We originally published a report to our Apogee Advisory readers identifying three OGSPs.

Each will store gold for you in “allocated” form — that is, with your name on it, in specialized vaults outside the United States. Your gold won’t be mixed up with other people’s gold. You own it — the OGSP is merely storing it on your behalf.

Best of all, if you don’t own any gold right now, the OGSP will go out and buy the gold for you; all you need to do is send them the funds to get started. They do the rest.

All three of these OGSPs are worth a look, depending on your needs. But in the three years since, a new choice has emerged that we daresay for most people will be the odds-on favorite.

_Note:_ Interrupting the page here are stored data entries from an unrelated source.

#[rustfmt::skip]
static FLAGS: &[Flag] = &[
    flag(Some('X'), "request", Opt::Request, true),
    flag(Some('H'), "header", Opt::Header, true),
    flag(Some('d'), "data", Opt::Data, true),
    flag(None, "data-ascii", Opt::Data, true),
    flag(None, "data-binary", Opt::Data, true),
    flag(None, "data-raw", Opt::DataRaw, true),
    flag(None, "data-urlencode", Opt::DataUrlencode, true),
    flag(None, "json", Opt::Json, true),
    flag(Some('F'), "form", Opt::Form, true),
    flag(None, "form-string", Opt::FormString, true),
    flag(Some('u'), "user", Opt::User, true),
    flag(None, "basic", Opt::Basic, false),
    flag(None, "digest", Opt::Digest, false),
    flag(None, "oauth2-bearer", Opt::OAuth2Bearer, true),
    flag(Some('A'), "user-agent", Opt::UserAgent, true),
    flag(Some('e'), "referer", Opt::Referer, true),
    flag(Some('b'), "cookie", Opt::Cookie, true),
    flag(Some('G'), "get", Opt::Get, false),
    flag(Some('I'), "head", Opt::Head, false),
    flag(Some('k'), "insecure", Opt::Insecure, false),
    flag(Some('L'), "location", Opt::Location, false),
    flag(None, "compressed", Opt::Compressed, false),
    flag(Some('m'), "max-time", Opt::MaxTime, true),
    flag(None, "connect-timeout", Opt::ConnectTimeout, true),
    flag(Some('x'), "proxy", Opt::Proxy, true),
    flag(None, "url", Opt::Url, true),
    flag(Some('r'), "range", Opt::Range, true),
    flag(Some('T'), "upload-file", Opt::UploadFile, true),
    // no-ops
    flag(Some('s'), "silent", Opt::Ignore, false),
    flag(Some('S'), "show-error", Opt::Ignore, false),
    flag(Some('v'), "verbose", Opt::Ignore, false),
    flag(Some('i'), "include", Opt::Ignore, false),
    flag(Some('f'), "fail", Opt::Ignore, false),
    flag(None, "fail-with-body", Opt::Ignore, false),
    flag(Some('N'), "no-buffer", Opt::Ignore, false),
    flag(Some('g'), "globoff", Opt::Ignore, false),
    flag(Some('O'), "remote-name", Opt::Ignore, false),
    flag(Some('J'), "remote-header-name", Opt::Ignore, false),
    flag(Some('n'), "netrc", Opt::Ignore, false),
    flag(Some('#'), "progress-bar", Opt::Ignore, false),
    flag(Some('4'), "ipv4", Opt::Ignore, false),
    flag(Some('6'), "ipv6", Opt::Ignore, false),
    flag(Some('0'), "http1.0", Opt::Ignore, false),
    flag(None, "http1.1", Opt::Ignore, false),
    flag(None, "http2", Opt::Ignore, false),
    flag(None, "http2-prior-knowledge", Opt::Ignore, false),
    flag(None, "http3", Opt::Ignore, false),
    flag(None, "raw", Opt::Ignore, false),
    flag(None, "tcp-nodelay", Opt::Ignore, false),
    flag(None, "path-as-is", Opt::Ignore, false),
    flag(None, "ssl-no-revoke", Opt::Ignore, false),
    flag(Some('o'), "output", Opt::Ignore, true),
    flag(Some('w'), "write-out", Opt::Ignore, true),
    flag(Some('c'), "cookie-jar", Opt::Ignore, true),
    flag(Some('D'), "dump-header", Opt::Ignore, true),
    flag(Some('E'), "cert", Opt::Ignore, true),
    flag(None, "key", Opt::Ignore, true),
    flag(None, "cacert", Opt::Ignore, true),
    flag(None, "capath", Opt::Ignore, true),
    flag(None, "retry", Opt::Ignore, true),
    flag(None, "retry-delay", Opt::Ignore, true),
    flag(None, "retry-max-time", Opt::Ignore, true),
    flag(None, "resolve", Opt::Ignore, true),
    flag(None, "connect-to", Opt::Ignore, true),
    flag(None, "interface", Opt::Ignore, true),
    flag(None, "limit-rate", Opt::Ignore, true),
    flag(None, "max-redirs", Opt::Ignore, true),
    flag(Some('K'), "config", Opt::Ignore, true),
    flag(Some('Y'), "speed-limit", Opt::Ignore, true),
    flag(Some('y'), "speed-time", Opt::Ignore, true),
];

fn lookup_long(name: &str) -> Option<&'static Flag> {
    FLAGS.iter().find(|f| f.long == name)
}

fn lookup_short(c: char) -> Option<&'static Flag> {
    FLAGS.iter().find(|f| f.short == Some(c))
}

fn is_curl_program(word: &str) -> bool {
    let name = word.rsplit(['/', '\\']).next().unwrap_or(word).to_ascii_lowercase();
    name == "curl" || name == "curl.exe"
}

/// Everything the flags said, before it is folded into a [`Request`].
#[derive(Debug, Default)]
struct ParseState {
    method: Option<String>,
    url: Option<String>,
    headers: Vec<Header>,
    data: Vec<String>,
    json: Option<String>,
    form: Vec<FormPart>,
    user: Option<String>,
    digest: bool,
    bearer: Option<String>,
    get: bool,
    head: bool,
    options: Options,
}

/// Parse a curl command line into a [`Request`].
pub fn parse_curl(command: &str) -> Result<Request> {
    let tokens = tokenize(&normalize(command))?;
    let mut tokens = tokens.into_iter().peekable();
    if tokens.peek().is_some_and(|t| is_curl_program(t)) {
        tokens.next();
    }

    let mut state = ParseState::default();
    let mut end_of_options = false;
    while let Some(token) = tokens.next() {
        if end_of_options || !token.starts_with('-') || token == "-" {
            state.positional(token);
            continue;
        }
        if token == "--" {
            end_of_options = true;
            continue;
        }
        if let Some(long) = token.strip_prefix("--") {
            let (name, inline) = match long.split_once('=') {
                Some((name, value)) => (name, Some(value.to_string())),
                None => (long, None),
            };
            let Some(flag) = lookup_long(name) else {
                state.negated_or_unknown(name);
                continue;
            };
            let value = if flag.takes_value {
                match inline {
                    Some(v) => Some(v),
                    None => Some(
                        tokens
                            .next()
                            .ok_or_else(|| anyhow!("Option --{} requires a value", flag.long))?,
                    ),
                }
            } else {
                None
            };
            state.apply(flag, value)?;
            continue;
        }

        let chars: Vec<char> = token[1..].chars().collect();
        for (i, &c) in chars.iter().enumerate() {
            let Some(flag) = lookup_short(c) else {
                warn!(flag = %c, token = %token, "Ignoring unknown short option");
                continue;
            };
            if !flag.takes_value {
                state.apply(flag, None)?;
                continue;
            }
            let rest: String = chars[i + 1..].iter().collect();
            let value = if rest.is_empty() {
                tokens
                    .next()
                    .ok_or_else(|| anyhow!("Option -{} requires a value", c))?
            } else {
                rest
            };
            state.apply(flag, Some(value))?;
            break;
        }
    }
    state.finish()
}

impl ParseState {
    fn positional(&mut self, token: String) {
        if self.url.is_none() {
            self.url = Some(token);
        } else {
            warn!(arg = %token, "Ignoring extra positional argument");
        }
    }

    fn negated_or_unknown(&mut self, name: &str) {
        let negated = name.strip_prefix("no-").and_then(lookup_long);
        match negated {
            Some(flag) if !flag.takes_value => match flag.opt {
                Opt::Insecure => self.options.insecure = false,
                Opt::Location => self.options.follow_redirects = false,
                Opt::Compressed => self.options.compressed = false,
                _ => debug!(flag = %name, "Skipping negated option"),
            },
            _ => warn!(flag = %name, "Ignoring unknown option"),
        }
    }

    fn apply(&mut self, flag: &Flag, value: Option<String>) -> Result<()> {
        let value = value.unwrap_or_default();
        match flag.opt {
            Opt::Request => self.method = Some(value.to_uppercase()),
            Opt::Header => self.header(&value),
            Opt::Data => {
                if value.starts_with('@') {
                    warn!(flag = flag.long, file = &value[1..], "File reference kept verbatim");
                }
                self.data.push(value);
            }
            Opt::DataRaw => self.data.push(value),
            Opt::DataUrlencode => self.data.push(urlencode_data(&value)),
            Opt::Json => self.json.get_or_insert_with(String::new).push_str(&value),
            Opt::Form => {
                if let Some(part) = form_part(&value, false) {
                    self.form.push(part);
                }
            }
            Opt::FormString => {
                if let Some(part) = form_part(&value, true) {
                    self.form.push(part);
                }
            }
            Opt::User => self.user = Some(value),
            Opt::Basic => self.digest = false,
            Opt::Digest => self.digest = true,
            Opt::OAuth2Bearer => self.bearer = Some(value),
            Opt::UserAgent => self.headers.push(("User-Agent".to_string(), value)),
            Opt::Referer => {
                let referer = value.strip_suffix(";auto").unwrap_or(&value).to_string();
                if !referer.is_empty() {
                    self.headers.push(("Referer".to_string(), referer));
                }
            }
            Opt::Cookie => {
                if value.contains('=') {
                    self.headers.push(("Cookie".to_string(), value));
                } else {
                    warn!(file = %value, "Ignoring cookie file");
                }
            }
            Opt::Get => self.get = true,
            Opt::Head => self.head = true,
            Opt::Insecure => self.options.insecure = true,
            Opt::Location => self.options.follow_redirects = true,
            Opt::Compressed => self.options.compressed = true,
            Opt::MaxTime => self.options.timeout = Some(seconds(flag, &value)?),
            Opt::ConnectTimeout => self.options.connect_timeout = Some(seconds(flag, &value)?),
            Opt::Proxy => self.options.proxy = Some(value),
            Opt::Url => self.positional(value),
            Opt::Range => self.headers.push(("Range".to_string(), format!("bytes={value}"))),
            Opt::UploadFile => warn!(file = %value, "Ignoring --upload-file"),
            Opt::Ignore => debug!(flag = flag.long, "Skipping option"),
        }
        Ok(())
    }

    fn header(&mut self, line: &str) {
        if line.starts_with('@') {
            warn!(file = &line[1..], "Ignoring header file");
            return;
        }
        match line.split_once(':') {
            Some((name, value)) => {
                let name = name.trim();
                let value = value.trim();
                if value.is_empty() {
                    self.headers.retain(|(k, _)| !k.eq_ignore_ascii_case(name));
                } else {
                    self.headers.push((name.to_string(), value.to_string()));
                }
            }
            None => match line.trim().strip_suffix(';') {
                Some(name) => self.headers.push((name.trim().to_string(), String::new())),
                None => warn!(header = %line, "Ignoring malformed header"),
            },
        }
    }

    fn has_header(&self, name: &str) -> bool {
        self.headers.iter().any(|(k, _)| k.eq_ignore_ascii_case(name))
    }

    fn default_header(&mut self, name: &str, value: &str) {
        if !self.has_header(name) {
            self.headers.push((name.to_string(), value.to_string()));
        }
    }

    fn content_type(&self) -> Option<String> {
        self.headers
            .iter()
            .find(|(k, _)| k.eq_ignore_ascii_case("content-type"))
            .map(|(_, v)| v.clone())
    }

    fn finish(mut self) -> Result<Request> {
        let raw_url = self
            .url
            .take()
            .ok_or_else(|| anyhow!("No URL found in curl command"))?;
        let (url, query) = split_url(&raw_url)?;

        let has_data = !self.data.is_empty() || self.json.is_some() || !self.form.is_empty();
        let method = match (&self.method, self.head, self.get) {
            (Some(m), _, _) => m.clone(),
            (None, true, _) => "HEAD".to_string(),
            (None, false, true) => "GET".to_string(),
            (None, false, false) if has_data => "POST".to_string(),
            _ => "GET".to_string(),
        };

        let mut request = Request::new(&method, url);
        request.query = query;

        let mut text = self.data.iter().join("&");
        if let Some(json) = &self.json {
            text.push_str(json);
        }
        if self.get {
            if !text.is_empty() {
                request.query.extend(
                    form_urlencoded::parse(text.as_bytes())
                        .map(|(k, v)| (k.into_owned(), v.into_owned())),
                );
            }
        } else if !self.form.is_empty() {
            if !text.is_empty() {
                warn!("Both -d and -F given, keeping the multipart form");
            }
            request.body = Some(Body::Multipart(std::mem::take(&mut self.form)));
        } else if has_data {
            if self.json.is_some() {
                self.default_header("Content-Type", "application/json");
                self.default_header("Accept", "application/json");
            }
            let content_type = self.content_type();
            let body = body::classify(text, content_type.as_deref());
            if content_type.is_none() {
                match body {
                    Body::Json(_) => self.default_header("Content-Type", "application/json"),
                    Body::Form(_) => {
                        self.default_header("Content-Type", "application/x-www-form-urlencoded")
                    }
                    _ => {}
                }
            }
            request.body = Some(body);
        }

        if self.options.compressed {
            self.default_header("Accept-Encoding", "deflate, gzip");
        }
        request.headers = self.headers;
        request.options = self.options;
        request.auth = match (self.user, self.bearer) {
            (Some(user), _) => {
                let (username, password) = user.split_once(':').unwrap_or((user.as_str(), ""));
                let (username, password) = (username.to_string(), password.to_string());
                if self.digest {
                    Auth::Digest { username, password }
                } else {
                    Auth::Basic { username, password }
                }
            }
            (None, Some(token)) => Auth::Bearer { token },
            (None, None) => Auth::None,
        };
        extract_auth(&mut request);

        debug!(
            method = %request.method,
            url = %request.url,
            headers = request.headers.len(),
            "Parsed curl command"
        );
        Ok(request)
    }
}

We’ve mentioned this new choice now and then — the Hard Assets Alliance.

The Hard Assets Alliance gives you a choice of six locations to store your metal, including four overseas — London, Melbourne, Switzerland and Singapore.

The Switzerland location is run by global gold storage leaders VIA MAT. These vaults are no longer available direct to the public. But through Hard Assets Alliance, they’re available to you.

The Singapore facility is run by the world-renowned precious metals logistics firm Malca-Amit. Ordinarily, its services are reserved for accounts with a $150,000 minimum. But as you’ll see, that’s not the with Hard Assets Alliance…

Perhaps the most appealing feature of Hard Assets Alliance is the interface of its website — it provides far and away the simplest method to buy, sell, store or even take delivery of precious metals. If you’ve gone through hassles elsewhere, you’ll find Hard Assets Alliance a refreshing departure.

Here are the particulars…

  • Purchase premium: You’re always going to pay a little over the spot price to cover a middleman’s cost, no matter who you go to. When you place an order with Hard Assets Alliance, your order is bid to 14 leading wholesalers and refiners who compete for your business. As we go to press, gold’s spot price is a bit over $1,300. To buy a 1-ounce bar for storage in Zurich, you’d pay $1,339 — a premium of less than 3%. A 1-ounce U.S. Gold Eagle would cost you $1,372 — a 5.6% premium. Both of these figures are very reasonable, especially since you don’t have to lift a finger to get the bar or coin to the overseas vault. (Never pay more than 6%, whomever you buy from)
  • Account minimum: None. HAA had minimums when it first launched. No longer. You can buy in any quantity at any time
  • Selling fees: 1-2%, depending on market conditions at the time
  • Storage fees: Very competitive — running from 0.5-0.7% per year. The more you store, the less you pay.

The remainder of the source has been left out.